2/1/2025
Bowery Closes
Chris Beytes
Here’s a list you don’t want to make: The list of high-profile closings in the vertical farm space. Bowery, based in New Jersey, laid off 187 workers and closed its operations in November.
The company, founded in 2015, quickly excited investors, raising $700 million in venture capital, including from some high-profile investors like Google Ventures, Justin Timberlake, F1 driver Lewis Hamilton, and chefs Jose Andres and Tom Colicchio. The startup was once valued at $2.3 billion!

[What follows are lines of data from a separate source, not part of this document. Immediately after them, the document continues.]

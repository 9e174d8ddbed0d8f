use std::collections::VecDeque;

use bytes::Bytes;
use rustc_hash::FxHashMap;
use tracing::{debug, trace};

use super::assembler::Assembler;
use super::{Event, StreamEvent};
use crate::{frame, Dir, Side, StreamId, TransportError};

/// Stream-level state for one connection
pub(super) struct StreamsState {
    side: Side,
    recv: FxHashMap<StreamId, Recv>,
    send: FxHashMap<StreamId, Send>,
    /// Connection-level flow control limit advertised by the peer
    max_data: u64,
    /// Stream count limits advertised by the peer, indexed by `Dir`
    max_streams: [u64; 2],
}

impl StreamsState {
    pub(super) fn new(side: Side) -> Self {
        Self {
            side,
            recv: FxHashMap::default(),
            send: FxHashMap::default(),
            max_data: 0,
            max_streams: [0, 0],
        }
    }

    /// Snapshot the peer's initial limits once transport parameters are known
    pub(super) fn apply_peer_limits(
        &mut self,
        max_data: u64,
        max_streams_bidi: u64,
        max_streams_uni: u64,
    ) {
        self.max_data = self.max_data.max(max_data);
        self.max_streams[Dir::Bi as usize] = self.max_streams[Dir::Bi as usize].max(max_streams_bidi);
        self.max_streams[Dir::Uni as usize] = self.max_streams[Dir::Uni as usize].max(max_streams_uni);
    }

    /// Process an incoming STREAM frame
    pub(super) fn received(
        &mut self,
        frame: frame::Stream,
        events: &mut Vec<Event>,
    ) -> Result<(), TransportError> {
        let id = frame.id;
        if id.initiator() == self.side && id.dir() == Dir::Uni {
            return Err(TransportError::STREAM_STATE_ERROR(
                "STREAM frame on send-only stream",
            ));
        }
        let end = frame.offset + frame.data.len() as u64;
        if end >= 2u64.pow(62) {
            return Err(TransportError::FLOW_CONTROL_ERROR(
                "maximum stream offset too large",
            ));
        }

        let fresh = !self.recv.contains_key(&id);
        let stream = self.recv.entry(id).or_default();
        if stream.closed {
            trace!(%id, "dropping data for closed stream");
            return Ok(());
        }

        if let Some(final_offset) = stream.final_offset {
            if end > final_offset || (frame.fin && end != final_offset) {
                debug!(end, final_offset, "final size error");
                return Err(TransportError::FINAL_SIZE_ERROR(""));
            }
        } else if frame.fin {
            if stream.assembler.end() > end {
                return Err(TransportError::FINAL_SIZE_ERROR(
                    "lower than high water mark",
                ));
            }
            stream.final_offset = Some(end);
        }

        if fresh {
            events.push(Event::Stream(StreamEvent::Opened { id }));
        }

        stream.assembler.insert(frame.offset, frame.data);
        let mut readable = false;
        while let Some(chunk) = stream.assembler.read() {
            stream.input.push_back(chunk);
            readable = true;
        }
        if readable {
            events.push(Event::Stream(StreamEvent::Readable { id }));
        }
        if stream.final_offset == Some(stream.assembler.bytes_read()) && !stream.fin_delivered {
            stream.fin_delivered = true;
            events.push(Event::Stream(StreamEvent::Finished { id }));
        }
        Ok(())
    }

    /// Process an incoming RESET_STREAM frame
    pub(super) fn received_reset(
        &mut self,
        frame: frame::ResetStream,
        events: &mut Vec<Event>,
    ) -> Result<(), TransportError> {
        let final_offset = frame.final_offset.into_inner();
        let stream = self.recv.entry(frame.id).or_default();
        if let Some(known) = stream.final_offset {
            if known != final_offset {
                return Err(TransportError::FINAL_SIZE_ERROR("inconsistent value"));
            }
        } else if stream.assembler.end() > final_offset {
            return Err(TransportError::FINAL_SIZE_ERROR(
                "lower than high water mark",
            ));
        }
        if !stream.closed {
            stream.closed = true;
            events.push(Event::Stream(StreamEvent::Finished { id: frame.id }));
        }
        Ok(())
    }

    /// Limits are monotonically non-decreasing; stale announcements are ignored
    pub(super) fn received_max_data(&mut self, limit: u64) {
        self.max_data = self.max_data.max(limit);
    }

    pub(super) fn received_max_stream_data(
        &mut self,
        id: StreamId,
        limit: u64,
    ) -> Result<(), TransportError> {
        if id.initiator() != self.side && id.dir() == Dir::Uni {
            return Err(TransportError::STREAM_STATE_ERROR(
                "MAX_STREAM_DATA on recv-only stream",
            ));
        }
        let send = self.send.entry(id).or_default();
        send.max_stream_data = send.max_stream_data.max(limit);
        Ok(())
    }

    pub(super) fn received_max_streams(&mut self, dir: Dir, count: u64) {
        let slot = &mut self.max_streams[dir as usize];
        *slot = (*slot).max(count);
    }

    /// Assign the wire offset for the next `len` bytes written to `id`
    pub(super) fn assign_send_offset(&mut self, id: StreamId, len: u64) -> u64 {
        let send = self.send.entry(id).or_default();
        let offset = send.next_offset;
        send.next_offset += len;
        if send.next_offset > send.max_stream_data {
            debug!(%id, end = send.next_offset, limit = send.max_stream_data,
                "write passes the peer's advertised stream limit");
        }
        offset
    }

    /// Pop buffered readable data for the application
    pub(super) fn read(&mut self, id: StreamId) -> Option<Bytes> {
        self.recv.get_mut(&id)?.input.pop_front()
    }

    pub(super) fn max_streams(&self, dir: Dir) -> u64 {
        self.max_streams[dir as usize]
    }
}

/// Receive half of a stream, created lazily on first reference
#[derive(Default)]
struct Recv {
    assembler: Assembler,
    /// Contiguous data ready for the application, in order
    input: VecDeque<Bytes>,
    final_offset: Option<u64>,
    fin_delivered: bool,
    closed: bool,
}

/// Send half of a stream
#[derive(Default)]
struct Send {
    next_offset: u64,
    max_stream_data: u64,
}

#[cfg(test)]
mod tests {
    use super::*;

    fn recv_state() -> StreamsState {
        StreamsState::new(Side::Server)
    }

    fn stream_frame(offset: u64, data: &'static [u8], fin: bool) -> frame::Stream {
        frame::Stream {
            id: StreamId::new(Side::Client, Dir::Bi, 0),
            offset,
            fin,
            data: Bytes::from_static(data),
        }
    }

    fn drain(state: &mut StreamsState, id: StreamId) -> Vec<u8> {
        let mut out = Vec::new();
        while let Some(chunk) = state.read(id) {
            out.extend_from_slice(&chunk);
        }
        out
    }

    #[test]
    fn out_of_order_reassembly() {
        let mut state = recv_state();
        let id = StreamId::new(Side::Client, Dir::Bi, 0);
        let mut events = Vec::new();
        state.received(stream_frame(0, b"ab", false), &mut events).unwrap();
        state.received(stream_frame(4, b"ef", false), &mut events).unwrap();
        state
            .received(stream_frame(2, b"cd", true), &mut events)
            .unwrap();

        assert_eq!(drain(&mut state, id), b"abcdef");
        let fins = events
            .iter()
            .filter(|e| matches!(e, Event::Stream(StreamEvent::Finished { .. })))
            .count();
        assert_eq!(fins, 1, "fin observed exactly once");
        let opens = events
            .iter()
            .filter(|e| matches!(e, Event::Stream(StreamEvent::Opened { .. })))
            .count();
        assert_eq!(opens, 1);
    }

    #[test]
    fn data_past_final_size_rejected() {
        let mut state = recv_state();
        let mut events = Vec::new();
        state.received(stream_frame(0, b"abcd", true), &mut events).unwrap();
        let err = state
            .received(stream_frame(4, b"ef", false), &mut events)
            .unwrap_err();
        assert_eq!(err.code, crate::TransportErrorCode::FINAL_SIZE_ERROR);
    }

    #[test]
    fn conflicting_fin_rejected() {
        let mut state = recv_state();
        let mut events = Vec::new();
        state.received(stream_frame(0, b"abcd", true), &mut events).unwrap();
        let err = state
            .received(stream_frame(0, b"ab", true), &mut events)
            .unwrap_err();
        assert_eq!(err.code, crate::TransportErrorCode::FINAL_SIZE_ERROR);
    }

    #[test]
    fn limits_are_monotone() {
        let mut state = recv_state();
        state.received_max_data(1000);
        state.received_max_data(500);
        assert_eq!(state.max_data, 1000);

        state.received_max_streams(Dir::Bi, 8);
        state.received_max_streams(Dir::Bi, 3);
        assert_eq!(state.max_streams(Dir::Bi), 8);
    }

    #[test]
    fn send_offsets_accumulate() {
        let mut state = recv_state();
        let id = StreamId::new(Side::Server, Dir::Bi, 0);
        assert_eq!(state.assign_send_offset(id, 10), 0);
        assert_eq!(state.assign_send_offset(id, 5), 10);
        assert_eq!(state.assign_send_offset(id, 0), 15);
    }

    #[test]
    fn stream_frame_on_send_only_rejected() {
        let mut state = recv_state();
        let mut events = Vec::new();
        let err = state
            .received(
                frame::Stream {
                    id: StreamId::new(Side::Server, Dir::Uni, 0),
                    offset: 0,
                    fin: false,
                    data: Bytes::from_static(b"x"),
                },
                &mut events,
            )
            .unwrap_err();
        assert_eq!(err.code, crate::TransportErrorCode::STREAM_STATE_ERROR);
    }
}
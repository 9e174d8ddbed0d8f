use std::fmt;

use bytes::{Buf, BufMut};

use crate::{
    coding::{self, BufExt, BufMutExt},
    frame::FrameType,
};

/// Transport-level errors occur when a peer violates the protocol specification
#[derive(Debug, Clone, Eq, PartialEq)]
pub struct Error {
    /// Type of error
    pub code: Code,
    /// Frame type that triggered the error
    pub frame: Option<FrameType>,
    /// Human-readable explanation of the reason
    pub reason: String,
}

impl Error {
    /// Construct an error with a specific code and reason
    pub fn new<T>(code: Code, reason: T) -> Self
    where
        T: Into<String>,
    {
        Self {
            code,
            frame: None,
            reason: reason.into(),
        }
    }
}

impl fmt::Display for Error {
    fn fmt(&self, f: &mut fmt::Formatter<'_>) -> fmt::Result {
        write!(f, "{}", self.code)?;
        if let Some(frame) = self.frame {
            write!(f, " in {}", frame)?;
        }
        if !self.reason.is_empty() {
            write!(f, ": {}", self.reason)?;
        }
        Ok(())
    }
}

impl std::error::Error for Error {}

/// Transport-level error code
#[derive(Copy, Clone, Eq, PartialEq)]
pub struct Code(u64);

impl coding::Codec for Code {
    fn decode<B: Buf>(buf: &mut B) -> coding::Result<Self> {
        Ok(Self(buf.get_var()?))
    }
    fn encode<B: BufMut>(&self, buf: &mut B) {
        buf.write_var(self.0)
    }
}

impl From<Code> for u64 {
    fn from(x: Code) -> Self {
        x.0
    }
}

macro_rules! errors {
    {$($name:ident($val:expr) $desc:expr;)*} => {
        impl Error {
            $(
                #[doc = $desc]
                #[allow(non_snake_case, unused)]
                pub(crate) fn $name<T>(reason: T) -> Self where T: Into<String> {
                    Self {
                        code: Code::$name,
                        frame: None,
                        reason: reason.into(),
                    }
                }
            )*
        }

        impl Code {
            $(#[doc = $desc] pub const $name: Self = Code($val);)*
        }

        impl fmt::Debug for Code {
            fn fmt(&self, f: &mut fmt::Formatter<'_>) -> fmt::Result {
                match self.0 {
                    $($val => f.write_str(stringify!($name)),)*
                    x => write!(f, "Code({:x})", x),
                }
            }
        }

        impl fmt::Display for Code {
            fn fmt(&self, f: &mut fmt::Formatter<'_>) -> fmt::Result {
                match self.0 {
                    $($val => f.write_str($desc),)*
                    _ => write!(f, "unknown error code {:x}", self.0),
                }
            }
        }
    }
}

errors! {
    NO_ERROR(0x0) "the connection is being closed abruptly in the absence of any error";
    INTERNAL_ERROR(0x1) "the endpoint encountered an internal error and cannot continue with the connection";
    CONNECTION_REFUSED(0x2) "the server refused to accept a new connection";
    FLOW_CONTROL_ERROR(0x3) "received more data than permitted in advertised data limits";
    STREAM_LIMIT_ERROR(0x4) "received a frame for a stream identifier that exceeded advertised the stream limit for the corresponding stream type";
    STREAM_STATE_ERROR(0x5) "received a frame for a stream that was not in a state that permitted that frame";
    FINAL_SIZE_ERROR(0x6) "received a STREAM frame or a RESET_STREAM frame containing a different final size to the one already established";
    FRAME_ENCODING_ERROR(0x7) "received a frame that was badly formatted";
    TRANSPORT_PARAMETER_ERROR(0x8) "received transport parameters that were badly formatted, included an invalid value, was absent even though it is mandatory, was present though it is forbidden, or is otherwise in error";
    CONNECTION_ID_LIMIT_ERROR(0x9) "the number of connection IDs provided by the peer exceeds the advertised active_connection_id_limit";
    PROTOCOL_VIOLATION(0xA) "detected an error with protocol compliance that was not covered by more specific error codes";
    INVALID_TOKEN(0xB) "received an Initial packet containing an invalid Token field";
    APPLICATION_ERROR(0xC) "the application or application protocol caused the connection to be closed during the handshake";
    CRYPTO_BUFFER_EXCEEDED(0xD) "received more data in CRYPTO frames than can be buffered";
    KEY_UPDATE_ERROR(0xE) "key update error";
    AEAD_LIMIT_REACHED(0xF) "the endpoint has reached the confidentiality or integrity limit for the AEAD algorithm";
    NO_VIABLE_PATH(0x10) "no viable network path exists";
}

#[cfg(test)]
mod tests {
    use super::*;

    #[test]
    fn display_includes_frame_and_reason() {
        let mut err = Error::PROTOCOL_VIOLATION("NEW_TOKEN from client");
        err.frame = Some(FrameType::NEW_TOKEN);
        let s = err.to_string();
        assert!(s.contains("NEW_TOKEN from client"));
        assert!(s.contains("protocol compliance"));
    }
}
use std::{
    cmp, mem,
    ops::{Index, IndexMut},
};

use tinyvec::TinyVec;
use tracing::trace;

use super::assembler::Assembler;
use crate::{frame, packet::SpaceId, range_set::RangeSet, TransportError};

/// Per-encryption-level packet number state
pub(crate) struct PacketSpace {
    /// The packet number of the next packet that will be sent, if any
    pub(crate) next_packet_number: u64,
    /// The largest packet number the remote peer acknowledged in an ACK frame
    pub(crate) largest_acked_packet: Option<u64>,
    /// Packets we've sent but the peer hasn't acknowledged
    unacked: RangeSet,
    dedup: Dedup,
    /// Highest received packet number
    pub(crate) rx_packet: u64,
    /// Received packet numbers not yet covered by a confirmed ACK
    rx_ranges: RangeSet,
    /// Whether an ACK-eliciting packet arrived since the last ACK was sent
    pending_ack: bool,
    /// ACK frames in flight: carrier packet and the largest number it covered
    acks_in_flight: TinyVec<[(u64, u64); 4]>,

    /// Incoming cryptographic handshake stream
    pub(crate) crypto_stream: Assembler,
    /// Current offset of outgoing cryptographic handshake stream
    pub(crate) crypto_offset: u64,

    /// Frames queued for transmission at this level
    pub(crate) pending: PendingFrames,
}

impl PacketSpace {
    pub(crate) fn new() -> Self {
        Self {
            next_packet_number: 0,
            largest_acked_packet: None,
            unacked: RangeSet::new(),
            dedup: Dedup::new(),
            rx_packet: 0,
            rx_ranges: RangeSet::new(),
            pending_ack: false,
            acks_in_flight: TinyVec::default(),
            crypto_stream: Assembler::new(),
            crypto_offset: 0,
            pending: PendingFrames::default(),
        }
    }

    /// Get the next outgoing packet number in this space
    pub(crate) fn get_tx_number(&mut self) -> u64 {
        // TODO: Handle packet number overflow gracefully
        assert!(self.next_packet_number < 2u64.pow(62));
        let x = self.next_packet_number;
        self.next_packet_number += 1;
        x
    }

    /// Start tracking a freshly transmitted packet
    pub(crate) fn packet_sent(&mut self, number: u64) {
        self.unacked.insert_one(number);
    }

    /// Record receipt of a packet number
    ///
    /// Returns `false` for duplicates, which must not be dispatched.
    pub(crate) fn receive_packet(&mut self, number: u64, ack_eliciting: bool) -> bool {
        if self.dedup.insert(number) {
            return false;
        }
        self.rx_packet = cmp::max(self.rx_packet, number);
        self.rx_ranges.insert_one(number);
        if ack_eliciting {
            self.pending_ack = true;
        }
        true
    }

    /// Flag the most recent packet as requiring acknowledgment
    pub(crate) fn note_ack_eliciting(&mut self) {
        self.pending_ack = true;
    }

    /// Whether an ACK frame is owed to the peer
    pub(crate) fn can_send_ack(&self) -> bool {
        self.pending_ack && !self.rx_ranges.is_empty()
    }

    /// Ranges to encode into an outgoing ACK frame, most recent first
    ///
    /// Clears the pending flag; the caller must register a packet-number hook
    /// that reports the carrier packet via [`Self::ack_sent`] so future
    /// acknowledgment of that packet can retire the ranges.
    pub(crate) fn take_ack_ranges(&mut self) -> Option<RangeSet> {
        if !self.can_send_ack() {
            return None;
        }
        self.pending_ack = false;
        Some(self.rx_ranges.clone())
    }

    /// Note that an ACK covering everything up to `largest` rode in `carrier`
    pub(crate) fn ack_sent(&mut self, carrier: u64, largest: u64) {
        trace!(carrier, largest, "ACK in flight");
        self.acks_in_flight.push((carrier, largest));
    }

    /// Process an incoming ACK frame's ranges
    pub(crate) fn on_acks_received(&mut self, ack: &frame::Ack) -> Result<(), TransportError> {
        if ack.largest >= self.next_packet_number {
            return Err(TransportError::PROTOCOL_VIOLATION("unsent packet acked"));
        }
        for range in ack.iter() {
            self.unacked.remove(*range.start()..*range.end() + 1);
        }
        self.largest_acked_packet = Some(
            self.largest_acked_packet
                .map_or(ack.largest, |x| cmp::max(x, ack.largest)),
        );

        // Once the peer confirms receipt of an ACK we sent, the ranges it
        // covered no longer need to be reported.
        let mut covered = None;
        self.acks_in_flight.retain(|&(carrier, largest)| {
            let acked = ack.iter().any(|r| r.contains(&carrier));
            if acked {
                covered = cmp::max(covered, Some(largest));
            }
            !acked
        });
        if let Some(largest) = covered {
            self.rx_ranges.remove(0..largest + 1);
        }
        Ok(())
    }

    /// Whether packets remain sent-but-unacknowledged
    pub(crate) fn has_unacked(&self) -> bool {
        !self.unacked.is_empty()
    }
}

impl Index<SpaceId> for [PacketSpace; 3] {
    type Output = PacketSpace;
    fn index(&self, space: SpaceId) -> &PacketSpace {
        &self.as_ref()[space as usize]
    }
}

impl IndexMut<SpaceId> for [PacketSpace; 3] {
    fn index_mut(&mut self, space: SpaceId) -> &mut PacketSpace {
        &mut self.as_mut()[space as usize]
    }
}

/// Protocol responses queued for transmission
///
/// Frame handlers append here while a packet is dispatched; the transmission
/// pipeline drains it afterwards.
#[derive(Debug, Default)]
pub(crate) struct PendingFrames {
    pub(crate) handshake_done: bool,
    pub(crate) path_response: Option<u64>,
    pub(crate) new_cids: Vec<frame::NewConnectionId>,
    pub(crate) retire_cids: Vec<u64>,
}

impl PendingFrames {
    pub(crate) fn is_empty(&self) -> bool {
        !self.handshake_done
            && self.path_response.is_none()
            && self.new_cids.is_empty()
            && self.retire_cids.is_empty()
    }
}

/// RFC4303-style sliding window packet number deduplicator.
///
/// A contiguous bitfield, where each bit corresponds to a packet number and the rightmost bit is
/// always set. A set bit represents a packet that has been successfully authenticated. Bits left of
/// the window are assumed to be set.
///
/// ```text
/// ...xxxxxxxxx 1 0
///     ^        ^ ^
/// window highest next
/// ```
pub(crate) struct Dedup {
    window: Window,
    /// Lowest packet number higher than all yet authenticated.
    next: u64,
}

/// Inner bitfield type.
///
/// Because QUIC never reuses packet numbers, this only needs to be large enough to deal with
/// packets that are reordered but still delivered in a timely manner.
type Window = u128;

/// Number of packets tracked by `Dedup`.
const WINDOW_SIZE: u64 = 1 + mem::size_of::<Window>() as u64 * 8;

impl Dedup {
    /// Construct an empty window positioned at the start.
    fn new() -> Self {
        Self { window: 0, next: 0 }
    }

    /// Highest packet number authenticated.
    fn highest(&self) -> u64 {
        self.next - 1
    }

    /// Record a newly authenticated packet number.
    ///
    /// Returns whether the packet might be a duplicate.
    pub(crate) fn insert(&mut self, packet: u64) -> bool {
        if let Some(diff) = packet.checked_sub(self.next) {
            // Right of window
            self.window = ((self.window << 1) | 1)
                .checked_shl(cmp::min(diff, u64::from(u32::MAX)) as u32)
                .unwrap_or(0);
            self.next = packet + 1;
            false
        } else if self.highest() - packet < WINDOW_SIZE {
            // Within window
            if let Some(bit) = (self.highest() - packet).checked_sub(1) {
                // < highest
                let mask = 1 << bit;
                let duplicate = self.window & mask != 0;
                self.window |= mask;
                duplicate
            } else {
                // == highest
                true
            }
        } else {
            // Left of window
            true
        }
    }
}
impl TransportParameters {
    /// Encode `TransportParameters` into buffer
    ///
    /// Parameters the other side is forbidden to receive are omitted, as are
    /// parameters still at their protocol defaults.
    pub fn write<W: BufMut>(&self, side: Side, w: &mut W) {
        for id in TransportParameterId::SUPPORTED {
            if id.server_only() && !side.is_server() {
                continue;
            }
            match id {
                TransportParameterId::StatelessResetToken => {
                    if let Some(ref x) = self.stateless_reset_token {
                        w.write_var(id as u64);
                        w.write_var(RESET_TOKEN_SIZE as u64);
                        w.put_slice(x);
                    }
                }
                TransportParameterId::DisableActiveMigration => {
                    if self.disable_active_migration {
                        w.write_var(id as u64);
                        w.write_var(0);
                    }
                }
                TransportParameterId::PreferredAddress => {
                    if let Some(ref x) = self.preferred_address {
                        w.write_var(id as u64);
                        w.write_var(x.wire_size() as u64);
                        x.write(w);
                    }
                }
                TransportParameterId::OriginalDestinationConnectionId => {
                    if let Some(ref cid) = self.original_dst_cid {
                        w.write_var(id as u64);
                        w.write_var(cid.len() as u64);
                        w.put_slice(cid);
                    }
                }
                TransportParameterId::InitialSourceConnectionId => {
                    if let Some(ref cid) = self.initial_src_cid {
                        w.write_var(id as u64);
                        w.write_var(cid.len() as u64);
                        w.put_slice(cid);
                    }
                }
                TransportParameterId::RetrySourceConnectionId => {
                    if let Some(ref cid) = self.retry_src_cid {
                        w.write_var(id as u64);
                        w.write_var(cid.len() as u64);
                        w.put_slice(cid);
                    }
                }
                id => {
                    macro_rules! write_params {
                        {$($(#[$doc:meta])* $name:ident ($id:ident) = $default:expr,)*} => {
                            match id {
                                $(TransportParameterId::$id => {
                                    if self.$name.0 != $default {
                                        w.write_var(id as u64);
                                        w.write(VarInt::try_from(self.$name.size()).unwrap());
                                        w.write(self.$name);
                                    }
                                })*,
                                _ => {
                                    unimplemented!("missing encoding for transport parameter {id:?}");
                                }
                            }
                        }
                    }
                    apply_params!(write_params);
                }
            }
        }
    }

    /// Decode `TransportParameters` from buffer
    ///
    /// Consumes the buffer exactly; unknown parameter IDs are skipped for
    /// forward compatibility, and any value running past its declared length
    /// fails the decode.
    pub fn read<R: Buf>(side: Side, r: &mut R) -> Result<Self, Error> {
        // Initialize to protocol-specified defaults
        let mut params = Self::default();

        // State to check for duplicate transport parameters.
        macro_rules! param_state {
            {$($(#[$doc:meta])* $name:ident ($id:ident) = $default:expr,)*} => {{
                struct ParamState {
                    $($name: bool,)*
                }

                ParamState {
                    $($name: false,)*
                }
            }}
        }
        let mut got = apply_params!(param_state);

        while r.has_remaining() {
            let id = r.get_var()?;
            let len = r.get_var()?;
            if (r.remaining() as u64) < len {
                return Err(Error::Malformed);
            }
            let len = len as usize;
            let Ok(id) = TransportParameterId::try_from(id) else {
                // unknown transport parameters are ignored
                r.advance(len);
                continue;
            };

            // https://www.rfc-editor.org/rfc/rfc9000.html#section-18.2-8
            if id.server_only() && side.is_server() {
                return Err(Error::IllegalValue);
            }

            match id {
                TransportParameterId::OriginalDestinationConnectionId => {
                    decode_cid(len, &mut params.original_dst_cid, r)?
                }
                TransportParameterId::StatelessResetToken => {
                    if len != RESET_TOKEN_SIZE || params.stateless_reset_token.is_some() {
                        return Err(Error::Malformed);
                    }
                    let mut tok = [0; RESET_TOKEN_SIZE];
                    r.copy_to_slice(&mut tok);
                    params.stateless_reset_token = Some(tok.into());
                }
                TransportParameterId::DisableActiveMigration => {
                    if len != 0 || params.disable_active_migration {
                        return Err(Error::Malformed);
                    }
                    params.disable_active_migration = true;
                }
                TransportParameterId::PreferredAddress => {
                    if params.preferred_address.is_some() {
                        return Err(Error::Malformed);
                    }
                    params.preferred_address = Some(PreferredAddress::read(&mut r.take(len))?);
                }
                TransportParameterId::InitialSourceConnectionId => {
                    decode_cid(len, &mut params.initial_src_cid, r)?
                }
                TransportParameterId::RetrySourceConnectionId => {
                    decode_cid(len, &mut params.retry_src_cid, r)?
                }
                _ => {
                    macro_rules! parse {
                        {$($(#[$doc:meta])* $name:ident ($id:ident) = $default:expr,)*} => {
                            match id {
                                $(TransportParameterId::$id => {
                                    let value = r.get::<VarInt>()?;
                                    if len != value.size() || got.$name { return Err(Error::Malformed); }
                                    params.$name = value;
                                    got.$name = true;
                                })*
                                _ => r.advance(len),
                            }
                        }
                    }
                    apply_params!(parse);
                }
            }
        }

        Ok(params)
    }
}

So what went wrong? It turned out to be a disease, namely Phytophthora. One farm got it, then all of them, and they couldn’t get it under control, according to reporting from Pitch Book. They couldn’t sell anything and they couldn’t produce new clean produce. The big-name customers like Albertsons and Whole Foods that helped draw investors dropped Bowery as a supplier. And new investors were losing interest in the whole agtech scene, especially with the failures of other fancy startups like AeroFarms and AppHarvest. And when a vertical farm runs out of OPM—other people’s money—they quickly fail.
Bowery had farms in New Jersey and Pennsylvania, and were planning farms in Atlanta and Dallas-Ft. Worth. Their website says they were both scheduled to open in the first quarter of 2023.